Most acute back pain is caused by muscle strain or similar soft tissue damage. Treatment options such as rest, activity restriction, icing, heat, bed rest and over the counter anti-inflammatory pain medication as needed, lower back pain caused by a muscle strain or soft tissue damage will usually resolve itself. Chronic back pain can be caused by injuries, degenerative conditions, or spinal deformities, including, but not limited to:
- Herniated disc: The spinal disc protrudes out of the spinal column and irritates a nearby nerve
- Spinal stenosis: Narrowing of the spinal canal due to degeneration, which puts pressure on the nerves
- Degenerative disc disease: Degeneration of the discs between the vertebrae allows small amounts of movement in the spine, irritating the nerves
- Isthmic Spondylolisthesis: A stress fracture that causes one vertebra to slip forward onto another, causing pain
- Osteoarthritis: Degeneration of the spinal joints, causing back pain and decreased flexibility
In some cases, you may need to see a physical therapist when pain management like ibuprofen or acetaminophen isn’t helping to ease the side effects of lower back pain. Sometimes the pain can be something more such as sciatica or an injury to the spinal cord. Depending on the cause, back pain treatment will vary.
Why do pregnant women experience lower back pain?
Pregnant women commonly complain of an aching lower back, and with good reason! The weight of the fetus puts pressure on the blood vessels and nerves in the spine, often causing pain in the lower back. As women’s center of gravity shifts, pregnancy can also cause you to change your posture, which can inadvertently cause back pain. Hormonal changes that occur to prepare the body for delivery cause ligaments that support the spine to relax, which can also lead to instability and pain. Pregnancy is no picnic!
What can I do to treat lower back pain?
Whether you’re pregnant or not, there are some simple things that you can do to treat lower back pain, including:
- Exercise: The last thing you probably want to do is move, but gentle exercise is hugely beneficial for lower back pain. Walking, gentle swimming and light yoga can help reduce stiffness and ease the stress on your spine.
- Alternate ice and heat: Applying ice or cold compresses for periods of 20 minutes several times per day can reduce swelling and decrease pain. If your doctor approves it, you may alternative using a heating pad to help soothe tight or painful muscles.
- Chiropractic care: Chiropractic care, or spinal adjustments, can be an excellent choice for acute back pain that occurs as the result of a “wrong move,” like standing up too quickly. Some patients swear by it for chronic conditions, too. Make sure only a licensed chiropractor performs spinal adjustments.
- Acupuncture: Acupuncture, in which small needles are inserted into the skin at specific locations to release tension, can be effective at healing low back pain without invasive methods.
- Rest and reduce activity: If your back starts to hurt, take a few days off from your normal workout routine to give your body a chance to heal.
How can I prevent lower back pain?
The good news is that lower back pain is often preventable, no matter how common it is.

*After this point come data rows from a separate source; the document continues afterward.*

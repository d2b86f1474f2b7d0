//! 用户实体

use chrono::{DateTime, Utc};
use mailflow_common::UserId;

use super::value_objects::Email;
use super::verification::VerificationCode;

/// 用户
#[derive(Debug, Clone)]
pub struct User {
    pub user_id: UserId,
    pub username: String,
    pub email: Email,
    pub password_hash: String,
    /// 验证通过后置为 true
    pub enabled: bool,
    /// 当前在档的验证码；消费后清空，补发时整体覆盖
    pub verification_code: Option<VerificationCode>,
    pub created_at: DateTime<Utc>,
}

impl User {
    pub fn new(
        username: impl Into<String>,
        email: Email,
        password_hash: impl Into<String>,
        verification_code: VerificationCode,
        now: DateTime<Utc>,
    ) -> Self {
        Self {
            user_id: UserId::new(),
            username: username.into(),
            email,
            password_hash: password_hash.into(),
            enabled: false,
            verification_code: Some(verification_code),
            created_at: now,
        }
    }

    /// 补发验证码：旧码直接被新码取代
    pub fn set_verification_code(&mut self, code: VerificationCode) {
        self.verification_code = Some(code);
    }

    /// 尝试用候选码完成验证
    ///
    /// 仅当候选码与在档验证码一致且未过期时通过；
    /// 通过后清除验证码（一次性）并启用账号。
    /// 失败不清除在档验证码。
    pub fn apply_verification(&mut self, candidate: &str, now: DateTime<Utc>) -> bool {
        match &self.verification_code {
            Some(code) if !code.is_expired(now) && code.matches(candidate) => {
                self.verification_code = None;
                self.enabled = true;
                true
            }
            _ => false,
        }
    }
}
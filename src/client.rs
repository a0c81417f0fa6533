//! Vidgate HTTP client for control-plane REST calls.

use base64::Engine;
use reqwest::{header, Client};
use serde::de::DeserializeOwned;
use serde::Serialize;
use std::time::Duration;

use crate::error::VidgateError;
use crate::session::Session;
use crate::types::SessionProperties;

/// Entry point for the Vidgate control-plane API.
///
/// Holds the server coordinates and the pre-encoded credential, and hands
/// out [`Session`] handles scoped to them.
pub struct Vidgate {
  link: ApiLink,
}

impl Vidgate {
  /// Create a client for `hostname:port` over HTTPS.
  ///
  /// `credential` is sent verbatim as the `Authorization` header on every
  /// request; see [`basic_credential`] for the usual HTTP Basic form.
  /// Requests carry no timeout: once issued they run until the transport
  /// reports completion or error.
  pub fn new(hostname: impl Into<String>, port: u16, credential: impl Into<String>) -> Self {
    Self::build("https", hostname.into(), port, credential.into(), None)
  }

  /// Plain-HTTP variant for local development servers.
  pub fn insecure(hostname: impl Into<String>, port: u16, credential: impl Into<String>) -> Self {
    Self::build("http", hostname.into(), port, credential.into(), None)
  }

  /// Like [`Vidgate::new`], but aborts any request that exceeds `timeout`.
  pub fn with_request_timeout(
    hostname: impl Into<String>,
    port: u16,
    credential: impl Into<String>,
    timeout: Duration,
  ) -> Self {
    Self::build("https", hostname.into(), port, credential.into(), Some(timeout))
  }

  fn build(
    scheme: &str,
    hostname: String,
    port: u16,
    credential: String,
    timeout: Option<Duration>,
  ) -> Self {
    let mut builder = Client::builder();
    if let Some(timeout) = timeout {
      builder = builder.timeout(timeout);
    }
    Self {
      link: ApiLink {
        http: builder.build().expect("Failed to create HTTP client"),
        base_url: format!("{}://{}:{}", scheme, hostname, port),
        credential,
      },
    }
  }

  /// Create a session handle with the given creation properties.
  ///
  /// No request is issued here; the session is provisioned on the server
  /// the first time [`Session::session_id`] is called.
  pub fn create_session(&self, properties: SessionProperties) -> Session {
    Session::new(self.link.clone(), properties)
  }
}

/// Build an HTTP Basic `Authorization` value from an API user and secret.
pub fn basic_credential(user: &str, secret: &str) -> String {
  let encoded = base64::prelude::BASE64_STANDARD.encode(format!("{}:{}", user, secret));
  format!("Basic {}", encoded)
}

/// Shared request executor: serialize a JSON body, POST it, collect the
/// response, dispatch on status, deserialize on 200.
#[derive(Clone)]
pub(crate) struct ApiLink {
  http: Client,
  base_url: String,
  credential: String,
}

impl ApiLink {
  /// Issue a JSON POST against `path`.
  ///
  /// The `Content-Length` header is the byte length of the serialized
  /// body, which diverges from the character count for multi-byte
  /// payloads. Success means status 200 exactly; any other status fails
  /// with [`VidgateError::Rejected`] without reading the body.
  pub(crate) async fn post<B: Serialize, T: DeserializeOwned>(
    &self,
    path: &str,
    body: &B,
  ) -> Result<T, VidgateError> {
    let url = format!("{}{}", self.base_url, path);
    let payload = serde_json::to_vec(body)?;

    log::debug!("POST {} ({} bytes)", path, payload.len());

    let response = self
      .http
      .post(&url)
      .header(header::AUTHORIZATION, self.credential.as_str())
      .header(header::CONTENT_TYPE, "application/json")
      .header(header::CONTENT_LENGTH, payload.len())
      .body(payload)
      .send()
      .await?;

    let status = response.status();
    if status.as_u16() != 200 {
      log::error!("POST {} rejected with status {}", path, status);
      return Err(VidgateError::Rejected(status.as_u16()));
    }

    let body = response.bytes().await?;
    Ok(serde_json::from_slice(&body)?)
  }
}
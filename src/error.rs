//! Client error types.

use thiserror::Error;

/// Errors that can occur when talking to a Vidgate server.
#[derive(Debug, Error)]
pub enum VidgateError {
  /// The server answered with a non-200 status. Carries the status code
  /// only; the response body is left unread.
  #[error("server rejected request with status {0}")]
  Rejected(u16),

  /// The connection could not be established or failed mid-flight.
  #[error("transport failure: {0}")]
  Transport(#[from] reqwest::Error),

  /// A 200 response whose body is not the expected JSON, or a request
  /// body that failed to serialize.
  #[error("malformed JSON body: {0}")]
  Json(#[from] serde_json::Error),
}
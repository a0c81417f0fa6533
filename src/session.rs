//! Session handle - lazy provisioning and per-participant token minting.

use parking_lot::RwLock;

use crate::client::ApiLink;
use crate::error::VidgateError;
use crate::types::{CreatedResource, SessionProperties, TokenOptions, TokenRequest};

/// A videoconferencing session on the Vidgate server.
///
/// The handle starts without a server-side identifier; the first
/// [`session_id`](Session::session_id) call provisions one and caches it
/// for the lifetime of the handle. Tokens are minted fresh on every
/// [`generate_token`](Session::generate_token) call.
pub struct Session {
  link: ApiLink,
  properties: SessionProperties,
  /// Assigned by completed provisioning responses; nothing else writes it.
  session_id: RwLock<Option<String>>,
}

impl Session {
  pub(crate) fn new(link: ApiLink, properties: SessionProperties) -> Self {
    Self {
      link,
      properties,
      session_id: RwLock::new(None),
    }
  }

  /// The creation properties this handle was built with.
  pub fn properties(&self) -> &SessionProperties {
    &self.properties
  }

  /// The cached identifier, if provisioning has completed.
  pub fn current_id(&self) -> Option<String> {
    self.session_id.read().clone()
  }

  /// Return the session identifier, provisioning it on the server on
  /// first use.
  ///
  /// Once an identifier is cached this returns it without any network
  /// traffic. Until then every call issues its own creation request:
  /// concurrent callers are not deduplicated, each resolves with the
  /// identifier its own response carried, and the cache keeps the one
  /// whose response completed last.
  pub async fn session_id(&self) -> Result<String, VidgateError> {
    if let Some(id) = self.session_id.read().clone() {
      return Ok(id);
    }

    let created: CreatedResource = self.link.post("/api/sessions", &self.properties).await?;

    log::debug!("session provisioned: {}", created.id);
    *self.session_id.write() = Some(created.id.clone());
    Ok(created.id)
  }

  /// Mint a new access token scoped to this session.
  ///
  /// Always issues a fresh request; nothing is cached. The session
  /// identifier is not validated locally: if the session has not been
  /// provisioned the `session` field is left out of the request body and
  /// the server's rejection surfaces as [`VidgateError::Rejected`].
  pub async fn generate_token(&self, options: TokenOptions) -> Result<String, VidgateError> {
    let request = TokenRequest {
      session: self.current_id(),
      role: options.role,
      data: options.data,
    };

    let created: CreatedResource = self.link.post("/api/tokens", &request).await?;
    Ok(created.id)
  }
}
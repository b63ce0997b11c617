//! Append-only log sinks

use std::io;
use std::sync::{Arc, Mutex, PoisonError};
use wx_station_types::LogRecord;

/// Destination for persisted log records.
///
/// Owned exclusively by the logging consumer. Implementations only ever
/// append; nothing is rewritten.
pub trait LogSink: Send {
    /// Append one record
    fn append(&mut self, record: &LogRecord) -> io::Result<()>;
}

/// Type-erased sink for dynamic dispatch
pub type BoxedSink = Box<dyn LogSink>;

/// Keeps records in memory; clones share the same buffer.
///
/// Can be told to fail the next N appends, which is how sink faults are
/// exercised without a real filesystem.
#[derive(Clone, Default)]
pub struct MemorySink {
    records: Arc<Mutex<Vec<LogRecord>>>,
    failures_left: Arc<Mutex<usize>>,
}

impl MemorySink {
    pub fn new() -> Self {
        Self::default()
    }

    /// Make the next `count` appends fail with an I/O error
    pub fn fail_next(&self, count: usize) {
        *self.failures_left.lock().unwrap_or_else(PoisonError::into_inner) = count;
    }

    /// Snapshot of everything appended so far
    pub fn records(&self) -> Vec<LogRecord> {
        self.records.lock().unwrap_or_else(PoisonError::into_inner).clone()
    }

    pub fn len(&self) -> usize {
        self.records.lock().unwrap_or_else(PoisonError::into_inner).len()
    }

    pub fn is_empty(&self) -> bool {
        self.len() == 0
    }
}

impl LogSink for MemorySink {
    fn append(&mut self, record: &LogRecord) -> io::Result<()> {
        {
            let mut failures = self.failures_left.lock().unwrap_or_else(PoisonError::into_inner);
            if *failures > 0 {
                *failures -= 1;
                return Err(io::Error::new(io::ErrorKind::Other, "simulated sink failure"));
            }
        }
        self.records
            .lock()
            .unwrap_or_else(PoisonError::into_inner)
            .push(record.clone());
        Ok(())
    }
}
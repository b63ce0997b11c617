//! Frame-file display backend
//!
//! Writes every frame as a plain netpbm bitmap. Frames are written to a
//! temporary file and renamed into place, so readers never see half a frame.

use crate::raster::MonoRaster;
use crate::screen::{compose_message, compose_status};
use chrono::Utc;
use chrono_tz::Tz;
use embedded_graphics::pixelcolor::BinaryColor;
use embedded_graphics::prelude::*;
use log::{debug, info};
use std::fs;
use std::path::{Path, PathBuf};
use wx_station_core::{DisplayError, Displayer, Reading, DISPLAY_HEIGHT, DISPLAY_WIDTH};

pub struct PbmDisplay {
    path: PathBuf,
    timezone: Tz,
    raster: MonoRaster,
}

impl PbmDisplay {
    pub fn new(path: impl Into<PathBuf>, timezone: Tz) -> Self {
        Self {
            path: path.into(),
            timezone,
            raster: MonoRaster::new(DISPLAY_WIDTH, DISPLAY_HEIGHT),
        }
    }

    pub fn path(&self) -> &Path {
        &self.path
    }

    fn blank(&mut self) {
        self.raster.clear(BinaryColor::Off).unwrap_or_else(|never| match never {});
    }

    fn flush(&self) -> std::io::Result<()> {
        let mut tmp = self.path.clone().into_os_string();
        tmp.push(".tmp");
        let tmp = PathBuf::from(tmp);
        fs::write(&tmp, self.raster.to_pbm())?;
        fs::rename(&tmp, &self.path)
    }
}

impl Displayer for PbmDisplay {
    fn id(&self) -> &str {
        "pbm"
    }

    fn init(&mut self) -> Result<(), DisplayError> {
        self.blank();
        self.flush().map_err(|e| {
            DisplayError::Unavailable(format!("cannot write {}: {}", self.path.display(), e))
        })?;
        info!("Display initialized successfully ({}).", self.path.display());
        Ok(())
    }

    fn show_message(&mut self, text: &str) -> Result<(), DisplayError> {
        compose_message(&mut self.raster, text).unwrap_or_else(|never| match never {});
        self.flush()?;
        Ok(())
    }

    fn render(&mut self, reading: Option<&Reading>) -> Result<(), DisplayError> {
        let now = Utc::now().with_timezone(&self.timezone);
        compose_status(&mut self.raster, reading, now).unwrap_or_else(|never| match never {});
        self.flush()?;
        Ok(())
    }

    fn clear(&mut self) -> Result<(), DisplayError> {
        self.blank();
        self.flush()?;
        debug!("Display cleared");
        Ok(())
    }
}

#[cfg(test)]
mod tests {
    use super::*;

    fn frame_path(name: &str) -> PathBuf {
        std::env::temp_dir().join(format!("wx-station-{}-{}.pbm", name, std::process::id()))
    }

    #[test]
    fn test_init_writes_blank_frame() {
        let path = frame_path("init");
        let mut display = PbmDisplay::new(&path, Tz::UTC);
        display.init().unwrap();

        let content = fs::read_to_string(&path).unwrap();
        assert!(content.starts_with("P1\n128 64\n"));
        assert!(!content.lines().skip(2).any(|l| l.contains('1')));
        fs::remove_file(path).ok();
    }

    #[test]
    fn test_render_then_clear() {
        let path = frame_path("render");
        let mut display = PbmDisplay::new(&path, Tz::UTC);
        display.render(Some(&Reading::new(21.0, 45.0))).unwrap();
        assert!(fs::read_to_string(&path).unwrap().lines().skip(2).any(|l| l.contains('1')));

        display.clear().unwrap();
        assert!(!fs::read_to_string(&path).unwrap().lines().skip(2).any(|l| l.contains('1')));
        fs::remove_file(path).ok();
    }

    #[test]
    fn test_unwritable_path_fails_init() {
        let mut display = PbmDisplay::new("/nonexistent-dir/wx-station/display.pbm", Tz::UTC);
        assert!(matches!(display.init(), Err(DisplayError::Unavailable(_))));
    }
}
//! Sensor source trait and related types

use thiserror::Error;
use wx_station_types::Sample;

/// Metadata about a sensor backend
#[derive(Debug, Clone)]
pub struct SensorMetadata {
    /// Unique identifier for this backend
    pub id: String,
    /// Human-readable name
    pub name: String,
    /// Description of the hardware behind it
    pub description: String,
}

/// Sensor failures, split by how the sampling loop must react
#[derive(Debug, Error)]
pub enum SensorError {
    /// No usable data this cycle; try again next period
    #[error("transient sensor fault: {0}")]
    Transient(String),
    /// Sensor state can no longer be trusted; the station must shut down
    #[error("fatal sensor fault: {0}")]
    Fatal(String),
    /// Hardware could not be initialized
    #[error("sensor unavailable: {0}")]
    Unavailable(String),
}

impl SensorError {
    pub fn is_transient(&self) -> bool {
        matches!(self, SensorError::Transient(_))
    }
}

/// Trait for all sensor backends
///
/// A sensor is owned exclusively by the sampling loop. `read` blocks for at
/// most the protocol's own timeout; a stall must come back as
/// [`SensorError::Transient`], not hang.
pub trait SensorSource: Send {
    /// Get metadata about this sensor
    fn metadata(&self) -> &SensorMetadata;

    /// Bring the hardware up. Called once before the station starts running.
    fn init(&mut self) -> Result<(), SensorError> {
        Ok(())
    }

    /// Blocking read of both values
    fn read(&mut self) -> Result<Sample, SensorError>;

    /// Best-effort release of the hardware handle
    fn release(&mut self) {}
}

/// Type-erased sensor for dynamic dispatch
pub type BoxedSensor = Box<dyn SensorSource>;
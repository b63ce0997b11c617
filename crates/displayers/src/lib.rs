//! wx-station-displayers: Status-screen rendering and display backends.

mod console;
mod pbm;
mod raster;
mod screen;

pub use console::ConsoleDisplay;
pub use pbm::PbmDisplay;
pub use raster::MonoRaster;
pub use screen::{compose_message, compose_status};

use chrono_tz::Tz;
use log::info;
use wx_station_core::BoxedDisplayer;
use wx_station_types::DisplayBackend;

/// Create the display described by `backend`; the clock line uses `timezone`
pub fn build_display(backend: &DisplayBackend, timezone: Tz) -> BoxedDisplayer {
    match backend {
        DisplayBackend::Pbm { path } => {
            info!("Using frame-file display at {}", path.display());
            Box::new(PbmDisplay::new(path.clone(), timezone))
        }
        DisplayBackend::Console => {
            info!("Using console display");
            Box::new(ConsoleDisplay::new())
        }
    }
}
//! Station lifecycle: hardware bring-up, task wiring and orderly shutdown

use crate::config::StationConfig;
use crate::web::{self, StatusPage, WebState};
use chrono_tz::Tz;
use log::{error, info, warn};
use std::io;
use std::net::SocketAddr;
use std::sync::{Arc, Mutex, PoisonError};
use thiserror::Error;
use tokio::task::{JoinError, JoinHandle};
use wx_station_core::{
    first_reading_channel, BoxedDisplayer, BoxedSensor, BoxedSink, DisplayConsumer, DisplayError,
    LoggingConsumer, ReadingStore, SamplingLoop, SensorError, Shutdown,
};
use wx_station_types::StationState;

/// Title shown on the status page
const PAGE_TITLE: &str = "Weather Station";

/// Faults that stop the station
#[derive(Debug, Error)]
pub enum StationError {
    #[error("invalid timezone {0:?}")]
    Timezone(String),
    #[error("sensor initialization failed: {0}")]
    SensorInit(#[source] SensorError),
    #[error("display initialization failed: {0}")]
    DisplayInit(#[source] DisplayError),
    #[error("failed to open data log: {0}")]
    LogFile(#[source] io::Error),
    #[error("failed to bind web server to port {port}: {source}")]
    Bind {
        port: u16,
        #[source]
        source: io::Error,
    },
    #[error(transparent)]
    Sensor(#[from] SensorError),
    #[error("station task panicked: {0}")]
    Task(#[from] JoinError),
}

/// Shared, logged lifecycle state
#[derive(Clone, Default)]
struct StateCell(Arc<Mutex<StationState>>);

impl StateCell {
    fn get(&self) -> StationState {
        *self.0.lock().unwrap_or_else(PoisonError::into_inner)
    }

    fn set(&self, next: StationState) {
        let mut state = self.0.lock().unwrap_or_else(PoisonError::into_inner);
        if *state == next {
            return;
        }
        if !state.can_transition_to(next) {
            warn!("Ignoring station transition {} -> {}", *state, next);
            return;
        }
        info!("Station {} -> {}", *state, next);
        *state = next;
    }
}

/// A configured station that has not been started yet
pub struct Station {
    config: StationConfig,
    timezone: Tz,
    store: ReadingStore,
    shutdown: Shutdown,
    state: StateCell,
}

impl Station {
    pub fn new(config: StationConfig) -> Result<Self, StationError> {
        let timezone = config
            .timezone
            .parse::<Tz>()
            .map_err(|_| StationError::Timezone(config.timezone.clone()))?;

        Ok(Self {
            config,
            timezone,
            store: ReadingStore::new(),
            shutdown: Shutdown::new(),
            state: StateCell::default(),
        })
    }

    pub fn state(&self) -> StationState {
        self.state.get()
    }

    /// Handle that stops the station when triggered (Ctrl-C, tests)
    pub fn shutdown_handle(&self) -> Shutdown {
        self.shutdown.clone()
    }

    /// Bring up the hardware and start every task.
    ///
    /// The station only reaches `Running` if the sensor, the display, the
    /// data log and the web listener all come up. The data log is only
    /// opened once the hardware is up. Anything already initialized is
    /// released again on failure.
    pub async fn start<F>(
        self,
        mut sensor: BoxedSensor,
        mut display: BoxedDisplayer,
        open_sink: F,
    ) -> Result<RunningStation, StationError>
    where
        F: FnOnce() -> io::Result<BoxedSink>,
    {
        info!("Initializing sensor {}", sensor.metadata().name);
        if let Err(e) = sensor.init() {
            return Err(self.abort(StationError::SensorInit(e)));
        }

        info!("Initializing display {}", display.id());
        if let Err(e) = display.init() {
            sensor.release();
            return Err(self.abort(StationError::DisplayInit(e)));
        }

        let sink = match open_sink() {
            Ok(sink) => sink,
            Err(e) => {
                release_hardware(&mut sensor, &mut display);
                return Err(self.abort(StationError::LogFile(e)));
            }
        };

        let port = self.config.web_port;
        let page = StatusPage::new(PAGE_TITLE, self.config.location.clone());
        let server = match web::bind(port, WebState::new(self.store.clone(), page)) {
            Ok(server) => server,
            Err(source) => {
                release_hardware(&mut sensor, &mut display);
                return Err(self.abort(StationError::Bind { port, source }));
            }
        };
        let local_addr = server.local_addr();

        let (first_tx, first_rx) = first_reading_channel();

        let sampling = SamplingLoop::new(
            sensor,
            self.store.clone(),
            self.config.sample_period(),
            first_tx,
        );
        let logging = LoggingConsumer::new(
            sink,
            self.store.clone(),
            self.config.log_interval(),
            self.timezone,
            first_rx,
        );
        let display = DisplayConsumer::new(display, self.store.clone(), self.config.display_refresh())
            .with_splash(self.config.display.splash.clone(), self.config.splash_hold());

        let sampling = tokio::spawn(sampling.run(self.shutdown.clone()));
        let consumers = vec![
            tokio::spawn(logging.run(self.shutdown.clone())),
            tokio::spawn(display.run(self.shutdown.clone())),
            tokio::spawn(server.serve(self.shutdown.clone())),
        ];

        self.state.set(StationState::Running);
        Ok(RunningStation {
            store: self.store,
            shutdown: self.shutdown,
            state: self.state,
            local_addr,
            sampling,
            consumers,
        })
    }

    fn abort(&self, err: StationError) -> StationError {
        error!("Startup aborted: {}", err);
        self.state.set(StationState::Failed);
        err
    }
}

fn release_hardware(sensor: &mut BoxedSensor, display: &mut BoxedDisplayer) {
    sensor.release();
    if let Err(e) = display.clear() {
        warn!("Failed to clear display: {}", e);
    }
}

/// A station whose tasks are running
pub struct RunningStation {
    store: ReadingStore,
    shutdown: Shutdown,
    state: StateCell,
    local_addr: SocketAddr,
    sampling: JoinHandle<Result<(), SensorError>>,
    consumers: Vec<JoinHandle<()>>,
}

impl RunningStation {
    pub fn state(&self) -> StationState {
        self.state.get()
    }

    /// Address the web server is actually bound to
    pub fn local_addr(&self) -> SocketAddr {
        self.local_addr
    }

    pub fn store(&self) -> ReadingStore {
        self.store.clone()
    }

    pub fn shutdown_handle(&self) -> Shutdown {
        self.shutdown.clone()
    }

    /// Wait until shutdown is requested or sampling hits a fatal fault,
    /// then stop every task and wait for them to release their hardware.
    pub async fn wait(self) -> Result<(), StationError> {
        let RunningStation {
            shutdown,
            state,
            mut sampling,
            consumers,
            ..
        } = self;

        let finished_early = tokio::select! {
            result = &mut sampling => Some(result),
            _ = shutdown.triggered() => None,
        };

        state.set(StationState::Stopping);
        shutdown.trigger();

        let sampling_result = match finished_early {
            Some(result) => result,
            None => sampling.await,
        };

        let mut panicked = None;
        for handle in consumers {
            if let Err(e) = handle.await {
                error!("Consumer task failed: {}", e);
                panicked.get_or_insert(e);
            }
        }

        let outcome = match (sampling_result, panicked) {
            (Ok(Ok(())), None) => Ok(()),
            (Ok(Err(e)), _) => Err(StationError::Sensor(e)),
            (Err(e), _) | (Ok(Ok(())), Some(e)) => Err(StationError::Task(e)),
        };

        match &outcome {
            Ok(()) => state.set(StationState::Stopped),
            Err(e) => {
                error!("Station stopped on fatal fault: {}", e);
                state.set(StationState::Failed);
            }
        }
        outcome
    }
}
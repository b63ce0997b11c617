//! Value formatting shared by the display and the web page

/// Shown on the display for a missing value
pub const DISPLAY_PLACEHOLDER: &str = "N/A";

/// Shown on the web page for a missing value
pub const WEB_PLACEHOLDER: &str = "...";

/// Format a value with one decimal, or the placeholder when absent.
///
/// A missing value is never rendered as a number.
pub fn format_value(value: Option<f64>, placeholder: &str) -> String {
    match value {
        Some(v) => format!("{:.1}", v),
        None => placeholder.to_string(),
    }
}

#[cfg(test)]
mod tests {
    use super::*;

    #[test]
    fn test_format_value() {
        assert_eq!(format_value(Some(25.04), DISPLAY_PLACEHOLDER), "25.0");
        assert_eq!(format_value(Some(-3.25), DISPLAY_PLACEHOLDER), "-3.2");
        assert_eq!(format_value(None, DISPLAY_PLACEHOLDER), "N/A");
        assert_eq!(format_value(None, WEB_PLACEHOLDER), "...");
    }
}
//! Sensor and display backend configuration types.

use serde::{Deserialize, Serialize};
use std::path::PathBuf;

fn default_iio_device() -> PathBuf {
    PathBuf::from("/sys/bus/iio/devices/iio:device0")
}

fn default_base_temperature() -> f64 {
    24.0
}

fn default_base_humidity() -> f64 {
    55.0
}

fn default_dropout_rate() -> f64 {
    0.1
}

/// Which sensor backend to sample
#[derive(Debug, Clone, Serialize, Deserialize, PartialEq)]
#[serde(tag = "backend", rename_all = "snake_case")]
pub enum SensorConfig {
    /// DHT11 exposed by the Linux IIO `dht11` driver
    Iio {
        #[serde(default = "default_iio_device")]
        device: PathBuf,
    },
    /// Random walk with occasional dropouts, for running without hardware
    Simulated {
        #[serde(default = "default_base_temperature")]
        base_temperature: f64,
        #[serde(default = "default_base_humidity")]
        base_humidity: f64,
        /// Probability (0.0-1.0) that a read fails transiently
        #[serde(default = "default_dropout_rate")]
        dropout_rate: f64,
        /// Fixed RNG seed for reproducible runs
        #[serde(default, skip_serializing_if = "Option::is_none")]
        seed: Option<u64>,
    },
}

impl SensorConfig {
    pub fn simulated() -> Self {
        SensorConfig::Simulated {
            base_temperature: default_base_temperature(),
            base_humidity: default_base_humidity(),
            dropout_rate: default_dropout_rate(),
            seed: None,
        }
    }

    /// Get the backend name
    pub fn backend_name(&self) -> &'static str {
        match self {
            SensorConfig::Iio { .. } => "iio",
            SensorConfig::Simulated { .. } => "simulated",
        }
    }
}

impl Default for SensorConfig {
    fn default() -> Self {
        SensorConfig::Iio {
            device: default_iio_device(),
        }
    }
}

fn default_frame_path() -> PathBuf {
    PathBuf::from("display.pbm")
}

/// Where rendered frames go
#[derive(Debug, Clone, Serialize, Deserialize, PartialEq)]
#[serde(tag = "backend", rename_all = "snake_case")]
pub enum DisplayBackend {
    /// 128x64 monochrome frames written as netpbm (P1) files
    Pbm {
        #[serde(default = "default_frame_path")]
        path: PathBuf,
    },
    /// One summary line per change in the log output
    Console,
}

impl Default for DisplayBackend {
    fn default() -> Self {
        DisplayBackend::Pbm {
            path: default_frame_path(),
        }
    }
}

fn default_refresh_ms() -> u64 {
    1000
}

fn default_splash() -> Vec<String> {
    vec![
        "Hello :)".to_string(),
        "Weather Station".to_string(),
    ]
}

fn default_splash_secs() -> u64 {
    3
}

/// Display consumer configuration
#[derive(Debug, Clone, Serialize, Deserialize, PartialEq)]
pub struct DisplayConfig {
    #[serde(default)]
    pub backend: DisplayBackend,
    /// Refresh period in milliseconds
    #[serde(default = "default_refresh_ms")]
    pub refresh_ms: u64,
    /// Messages shown one after another before the first refresh
    #[serde(default = "default_splash")]
    pub splash: Vec<String>,
    /// How long each splash message stays up
    #[serde(default = "default_splash_secs")]
    pub splash_secs: u64,
}

impl Default for DisplayConfig {
    fn default() -> Self {
        Self {
            backend: DisplayBackend::default(),
            refresh_ms: default_refresh_ms(),
            splash: default_splash(),
            splash_secs: default_splash_secs(),
        }
    }
}
//! wx-station-types: Shared data types for the wx-station weather station.
//!
//! This crate contains pure data types (readings, log records, backend
//! configs and lifecycle states) that are shared across all wx-station
//! crates. It has no runtime or hardware dependencies.

pub mod backend_configs;
pub mod format;
pub mod reading;
pub mod record;
pub mod state;

// Re-export commonly used types at the crate root for convenience
pub use backend_configs::{DisplayBackend, DisplayConfig, SensorConfig};
pub use format::{format_value, DISPLAY_PLACEHOLDER, WEB_PLACEHOLDER};
pub use reading::{Reading, Sample};
pub use record::{LogRecord, CSV_HEADER, TIMESTAMP_FORMAT};
pub use state::StationState;
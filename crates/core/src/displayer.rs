//! Displayer trait and related types

use thiserror::Error;
use wx_station_types::Reading;

/// Display failures
#[derive(Debug, Error)]
pub enum DisplayError {
    /// Hardware could not be initialized
    #[error("display unavailable: {0}")]
    Unavailable(String),
    /// A frame could not be pushed out
    #[error("failed to render frame: {0}")]
    Render(#[from] std::io::Error),
}

/// Trait for all displayers
///
/// Displayers own their output device and render whatever snapshot the
/// display consumer hands them. `None` means no reading has been stored yet.
pub trait Displayer: Send {
    /// Unique identifier for this displayer type
    fn id(&self) -> &str;

    /// Bring the hardware up. Called once before the station starts running.
    fn init(&mut self) -> Result<(), DisplayError>;

    /// Show a single centered message (startup splash)
    fn show_message(&mut self, text: &str) -> Result<(), DisplayError>;

    /// Render the status screen for the given snapshot
    fn render(&mut self, reading: Option<&Reading>) -> Result<(), DisplayError>;

    /// Blank the screen
    fn clear(&mut self) -> Result<(), DisplayError>;
}

/// Type-erased displayer for dynamic dispatch
pub type BoxedDisplayer = Box<dyn Displayer>;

To prevent lower back pain, try:
- Strengthening your core muscles: Improving your core (abdominal, glutes, and lower back muscles) strength will help keep your lower back pain-free. Try low-impact movements like planks and crunches (not sit-ups).
- Maintaining a healthy weight: Your spine is responsible for supporting your weight, and your lower back bears the brunt of that burden. Shed excess weight to take pressure off your lower back.
- Improving your posture: Many of us spend far too much time sitting, but how we’re sitting is really the problem. Try to consciously sit up straight and avoid slouching when walking and sitting.
- Lifting with your legs: Don’t bend over to pick up a heavy object off the floor. Squat down and pick the object up, letting your legs do the lifting.
- Moving more: Make sure you get up and move around during the workday. If you have the option of using a standing desk, try it! Sitting is one of the worst things we can do for our lower backs, so the more you move, the better.